車の燃費を知ることはガソリン代節約には欠かせません。
ただ自動車メーカーが出している燃費情報は、実際走行してみるとあまりあてにならないところがあります。
そこでこの記事では、自動車メーカーが出している燃費情報とその正確性について、ガソリンスタンドの販促の手伝いを10年以上行ってきた専門家の立場からご説明します。
昔のカタログの燃費情報は信用できる?
燃料測定方法はこれまで何度も変わってきました。
その結果、少しづつではありますが今では実際のクルマの燃費に近いものになってきています。
10.15モード
2011年4月までの車は10.15モードというの燃費測定方法が使用されていました。
ただこの10.15モードは測定結果が実際とかけ離れていたため、燃費を計るとカタログとはかなり違った結果になることが多くありました。
10.15モードは、市街地を10パターン・郊外地を15パターンに分けて走行したデータを用いています。
- 20秒のアイドリング状態
- 7秒で20キロまで加速する
- 15秒間20キロをキープして走行
- 7秒で20キロから減速して停止
- 16秒のアイドリング状態
- 14秒間で40キロまで加速する
- 15秒間40キロをキープして走行
- 10秒間で40キロから20キロまで減速
- 12秒で20キロから40キロまで加速
- 17秒で40キロから減速して停止
- 65秒のアイドリング状態
- 18秒で50キロまで加速する
- 12秒間50キロをキープして走行
- 4秒で40キロに減速して走行
- 減速した状態で4秒アクセルをオフ
- 16秒で40キロから60キロまで加速
- 10秒間60キロをキープして走行
- 11秒で60キロから70キロまで加速
- 10秒間70キロをキープして走行
- 10秒で70キロから50キロまで減速
- 4秒間50キロをキープして走行
- 22秒で50キロから70キロまで加速
- 5秒間70キロをキープして走行
- 30秒で70キロから減速して停止
- 10秒アイドリング状態
10.15モードはこれらの測定データをもとに計測していますが、実際の走行とはかけ離れた結果になることが多く、実際の燃費よりはるかに良い数字が出てしまう欠点がありました。
そのため、2011年4月から新試験モードとしてJC08モードが採用されています。
JC08モード
JC08モードは10.15モードの測定時間を倍にし、平均速度や最高速度を引き上げ現実の数字に近づくように設定されています。
そのため、同じ車でも10.15モードより1割程度、燃費が低く表示されるようになっています。
ただこのJC08モードでも、まだ実際の燃費との違いがあったため、2018年10月から計測方法がWLTCに変更になっています。
実際の燃費に近づいたWLTCモードとは?
車の燃費測定は2018年10月からWLTC(Worldwide harmonized Light duty driving Test Cycle)モードという国際基準のものに切り替わりました。

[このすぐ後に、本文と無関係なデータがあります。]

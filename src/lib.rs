pub mod commands;
pub mod config;
pub mod db;
pub mod engine;
pub mod error;
pub mod logging;
pub mod validation;

use std::sync::Arc;

use config::AppConfig;
use db::DbPool;
use engine::analytics::{EngagementSource, RandomEngagement};
use engine::auth::AuthService;
use engine::triggers::{self, ActionTriggers};
use error::AppError;

/// Shared application state handed to every command.
pub struct AppState {
    pub db: DbPool,
    pub config: AppConfig,
    /// Backend for lead verification, video rendering and campaign launch.
    pub triggers: Arc<dyn ActionTriggers>,
    pub auth: AuthService,
    /// Placeholder engagement figures until real tracking exists.
    pub engagement: Arc<dyn EngagementSource>,
}

impl AppState {
    /// Open the store under `config.data_dir` and wire the configured backends.
    pub fn new(config: AppConfig) -> Result<Self, AppError> {
        let db = db::init_db(&config.data_dir)?;
        let triggers = triggers::from_config(&config, db.clone());
        let auth = AuthService::new(db.clone(), config.auth_latency);
        tracing::info!(
            trigger_mode = config.trigger_mode.as_setting(),
            api_base_url = %config.api_base_url,
            "Application state ready"
        );
        Ok(Self {
            db,
            config,
            triggers,
            auth,
            engagement: Arc::new(RandomEngagement),
        })
    }
}

/// Boot the desktop host: config, logging, storage, then restore the
/// persisted session and report health.
pub fn run() -> Result<(), AppError> {
    let config = AppConfig::from_env()?;
    logging::init(&config.log_dir());
    logging::install_crash_hook(&config.data_dir);

    tracing::info!("Starting Outreach Desk v{}", env!("CARGO_PKG_VERSION"));

    let runtime = tokio::runtime::Builder::new_multi_thread()
        .enable_all()
        .build()?;

    runtime.block_on(async {
        let state = AppState::new(config)?;

        match state.auth.current_session()? {
            Some(user) => tracing::info!(user_id = %user.id, email = %user.email, "Session restored"),
            None => tracing::info!("No saved session"),
        }

        let report = commands::system::system_health_check(&state)?;
        for check in &report.checks {
            tracing::info!(
                check = %check.id,
                status = %check.status,
                detail = check.detail.as_deref().unwrap_or(""),
                "Health check"
            );
        }

        let crashes = commands::system::list_crash_logs(&state);
        if let Some(latest) = crashes.first() {
            tracing::warn!(count = crashes.len(), latest = %latest.filename, "Previous crash reports found");
        }

        Ok(())
    })
}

今までの10.15モードやJC08モードと違い、WLTCモードは国際基準の燃費測定方法となっていて走行条件を4つに分けて表記しています。
- WLTCモード:市街地、郊外、高速道路の各走行モードを平均的な使用時間配分で構成した国際的な走行モード
- 市街地モード:信号や渋滞等の影響を受ける比較的低速な走行を想定
- 郊外モード:信号や渋滞等の影響をあまり受けない走行を想定
- 高速道路モード:高速道路等での走行を想定
条件を4つに分けることでより正確な測定ができ、カーライフに合わせて燃費が分類されるようになりました。

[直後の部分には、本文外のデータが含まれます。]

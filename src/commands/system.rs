use serde::Serialize;
use ts_rs::TS;

use crate::config::{TriggerMode, DEFAULT_API_URL};
use crate::error::AppError;
use crate::logging::{self, CrashLogEntry};
use crate::AppState;

#[derive(Debug, Clone, Serialize, TS)]
#[ts(export)]
pub struct HealthCheckItem {
    pub id: String,
    pub label: String,
    pub status: String,
    pub detail: Option<String>,
}

impl HealthCheckItem {
    fn new(id: &str, label: &str, status: &str, detail: impl Into<String>) -> Self {
        Self {
            id: id.into(),
            label: label.into(),
            status: status.into(),
            detail: Some(detail.into()),
        }
    }
}

#[derive(Debug, Clone, Serialize, TS)]
#[ts(export)]
pub struct SystemHealthReport {
    pub checks: Vec<HealthCheckItem>,
    pub all_ok: bool,
}

pub fn system_health_check(state: &AppState) -> Result<SystemHealthReport, AppError> {
    let mut checks = Vec::new();

    // Check 1: local store answers
    let stored = state
        .db
        .get()
        .map_err(AppError::from)
        .and_then(|conn| {
            conn.query_row("SELECT COUNT(*) FROM kv_store", [], |row| row.get::<_, i64>(0))
                .map_err(AppError::from)
        });
    checks.push(match stored {
        Ok(n) => HealthCheckItem::new("storage", "Local storage", "ok", format!("{n} collections")),
        Err(e) => HealthCheckItem::new("storage", "Local storage", "error", e.to_string()),
    });

    // Check 2: where lead/video/campaign work goes
    let config = &state.config;
    checks.push(match config.trigger_mode {
        TriggerMode::Mock => HealthCheckItem::new(
            "triggers",
            "Automation backend",
            "ok",
            format!("{} (simulated)", state.triggers.name()),
        ),
        TriggerMode::Webhook if config.api_base_url == DEFAULT_API_URL => HealthCheckItem::new(
            "triggers",
            "Automation backend",
            "warn",
            "Webhook mode with the placeholder URL; set OUTREACH_API_URL",
        ),
        TriggerMode::Webhook => {
            HealthCheckItem::new("triggers", "Automation backend", "ok", config.api_base_url.clone())
        }
    });

    // Check 3: session
    checks.push(match state.auth.current_session()? {
        Some(user) => HealthCheckItem::new("session", "Session", "ok", user.email),
        None => HealthCheckItem::new("session", "Session", "warn", "Not signed in"),
    });

    let all_ok = checks.iter().all(|c| c.status == "ok");
    Ok(SystemHealthReport { checks, all_ok })
}

pub fn list_crash_logs(state: &AppState) -> Vec<CrashLogEntry> {
    logging::read_crash_logs(&state.config.data_dir)
}

#[cfg(test)]
mod tests {
    use super::*;
    use crate::test_support::{signed_in_state, test_state};

    #[test]
    fn test_system_health_report_serialization() {
        let report = SystemHealthReport {
            checks: vec![HealthCheckItem::new("a", "A", "error", "fail")],
            all_ok: false,
        };
        let json = serde_json::to_string(&report).unwrap();
        assert!(json.contains("\"all_ok\":false"));
        assert!(json.contains("\"status\":\"error\""));
    }

    #[test]
    fn test_signed_out_is_a_warning() {
        let (state, _dir) = test_state();
        let report = system_health_check(&state).unwrap();
        assert!(!report.all_ok);
        let session = report.checks.iter().find(|c| c.id == "session").unwrap();
        assert_eq!(session.status, "warn");
        let storage = report.checks.iter().find(|c| c.id == "storage").unwrap();
        assert_eq!(storage.status, "ok");
    }

    #[tokio::test]
    async fn test_healthy_when_signed_in() {
        let (state, _dir) = signed_in_state().await;
        assert!(system_health_check(&state).unwrap().all_ok);
    }

    #[test]
    fn test_no_crash_logs() {
        let (state, _dir) = test_state();
        assert!(list_crash_logs(&state).is_empty());
    }
}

また、今までJC08モードで表記されていた車もWLTCモードに表記が替わっているので、燃費を考えた車選定がしやすくなっています。
最後に
以前はカタログの燃費があてにならなかったので、車を購入する際はネットや実際その車を運転している人から燃費について聞くのがもっとも有効な手段でした。
しかし、WLTCモードが採用されてからは、カタログの燃費もだいぶ信用できるものに変わってきています。